# 5 year old scared of loud noises



## LauraLu

My daughter turns 5 next week. For as long as I can remember, she is terrified of loud noises...thunder, fireworks, the vacuum cleaner, even the automatic flushers in bathrooms.

When she was younger, her father and I just did our best to appease her and even went so far as buying headphones for her to wear when I needed to vacuum.

My biggest concern is that she will not outgrow this! She cannot use a public bathroom when anyone else is in there, because she hates the sound of the toilet flushing. It's becoming a nightmare! 

Socially and academically, she is very smart and engaging. She will be entering kindergarten this year and can already read. She makes friends easily and is not the least bit shy. Minus the loud noise issue, my Madeline is a very easy child.

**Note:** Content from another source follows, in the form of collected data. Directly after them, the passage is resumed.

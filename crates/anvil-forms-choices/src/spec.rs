//! The choice specification mini-language.
//!
//! String values of a field's `choices` entry select a dynamic choice
//! source:
//!
//! - `content::<contenttype>::<valueField>::<labelField>` — records of a
//!   content type, mapped through two attributes.
//! - `contenttype::<contenttype>::<labelField>::<valueField>` — legacy alias
//!   for the same source. Note the swapped attribute order; parsing logs a
//!   deprecation warning.
//! - `event` or `event::<prefix>` — names registered on the event
//!   dispatcher, optionally filtered by prefix.
//!
//! Any other string is treated as a static value. A `content`-prefixed
//! string with the wrong segment count is a configuration error, never an
//! empty choice set.

use anvil_forms_core::{FormsError, FormsResult};
use tracing::warn;

/// A parsed choice specification.
#[derive(Debug, Clone, PartialEq, Eq)]
pub enum ChoiceSpec {
    /// Choices come from the records of a content type.
    Content {
        /// The content type to fetch.
        content_type: String,
        /// The attribute used as the stored value.
        value_field: String,
        /// The attribute used as the display label.
        label_field: String,
        /// Parsed from the legacy `contenttype::` alias.
        legacy: bool,
    },
    /// Choices are the registered event names, optionally prefix-filtered.
    Event {
        /// Only event names starting with this prefix are included.
        filter: Option<String>,
    },
    /// Not a specification; the raw value is a static choice.
    Static,
}

impl ChoiceSpec {
    /// Parses a raw `choices` string.
    ///
    /// # Errors
    ///
    /// Returns [`FormsError::InvalidChoiceSpec`] when a `content`- or
    /// `contenttype`-prefixed string does not have exactly four segments.
    pub fn parse(raw: &str) -> FormsResult<Self> {
        if raw.starts_with("contenttype::") {
            warn!(spec = raw, "'contenttype::' choice specs are deprecated, use 'content::'");
            let (content_type, second, third) = content_segments(raw)?;
            return Ok(Self::Content {
                content_type,
                // Legacy alias carries label before value
                value_field: third,
                label_field: second,
                legacy: true,
            });
        }

        if raw.starts_with("content") {
            let (content_type, second, third) = content_segments(raw)?;
            return Ok(Self::Content {
                content_type,
                value_field: second,
                label_field: third,
                legacy: false,
            });
        }

        if raw.starts_with("event") {
            let filter = raw
                .strip_prefix("event")
                .and_then(|rest| rest.strip_prefix("::"))
                .filter(|rest| !rest.is_empty())
                .map(str::to_string);
            return Ok(Self::Event { filter });
        }

        Ok(Self::Static)
    }
}

/// Splits a content spec into its three payload segments, validating shape.
fn content_segments(raw: &str) -> FormsResult<(String, String, String)> {
    let segments: Vec<&str> = raw.split("::").collect();
    if segments.len() != 4 || segments.iter().any(|s| s.is_empty()) {
        return Err(FormsError::InvalidChoiceSpec(format!(
            "'{raw}' must have the form '<prefix>::<contenttype>::<field>::<field>'"
        )));
    }
    Ok((
        segments[1].to_string(),
        segments[2].to_string(),
        segments[3].to_string(),
    ))
}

Any tips/ideas as to what to do? Her 5 year check up is in the middle of August, so I plan to ask her pediatrician. I just don't want him to blow us off and say "it's a phase."


----------



## OmarsMum

It could be Hypersensitivity To Sounds (Auditory Defensiveness). xx

https://www.sensory-processing-disorder.com/sensory-processing-disorder-checklist.html


----------



## DaisyBee

Megan must have this! As everything on that list for hypersensitive to sounds I can check. She still cries every single time I vacuum. She gets scared to death and freaks out if our smoke detector goes off. She doesn't like lawn mowers, big trucks, blenders, etc. Toilets she is fine with though. 

She notices every single sound. Birds outside that when we are inside and no one else notices. Car horn a block away. Crickets, airplanes, cars, someone opening our garage door. She gets distracted easily by any noise and wants to know what it is or tell us what it is. She will stop any activity to listen if she hears something.

She gets very overstimulated in loud places. Like the mall when it's busy. She hates fireworks as well. She doesn't like going to my mil's because their dogs barking really bothers her. Like her whole body tenses up when they bark... Just the sound of it really bothers her.

I thought it was just part of her being sensitive?! I have jordans 4 month appt Monday and I'm going to ask the pediatrician about it.


----------



## OmarsMum

DaisyBee said:


> Megan must have this! As everything on that list for hypersensitive to sounds I can check. She still cries every single time I vacuum. She gets scared to death and freaks out if our smoke detector goes off. She doesn't like lawn mowers, big trucks, blenders, etc. Toilets she is fine with though.
> 
> She notices every single sound. Birds outside that when we are inside and no one else notices. Car horn a block away. Crickets, airplanes, cars, someone opening our garage door. She gets distracted easily by any noise and wants to know what it is or tell us what it is. She will stop any activity to listen if she hears something.
> 
> She gets very overstimulated in loud places. Like the mall when it's busy. She hates fireworks as well. She doesn't like going to my mil's because their dogs barking really bothers her. Like her whole body tenses up when they bark... Just the sound of it really bothers her.
> 
> I thought it was just part of her being sensitive?! I have jordans 4 month appt Monday and I'm going to ask the pediatrician about it.

Omar is sensitive to noises but it's not extreme. But he's Hypersensitive to Touch. I think highly sensitive kids in general have some sorts of sensory issues due to their alert senses.


----------



## DaisyBee

So thats why you have the eating issues and we don't. Megans is the sound and sight. She gets overstimulated with too much noise, or too much to look at. She is the only kid at our summertime group we go to that is willing to wear a hat ( it's outdoors ) as she doesn't like brightness. So she wears hat and sunglasses whenever out. None of the other kids do.

We've just learned to adapt to things and deal with it. I wonder if occupational therapy would be any help? Is that something you've thought of for omar?


----------



## OmarsMum

Exactly :) Omar's are the touch & oral. 

He's sensitive to light & sounds but not as extreme as Megan's sensitivity. 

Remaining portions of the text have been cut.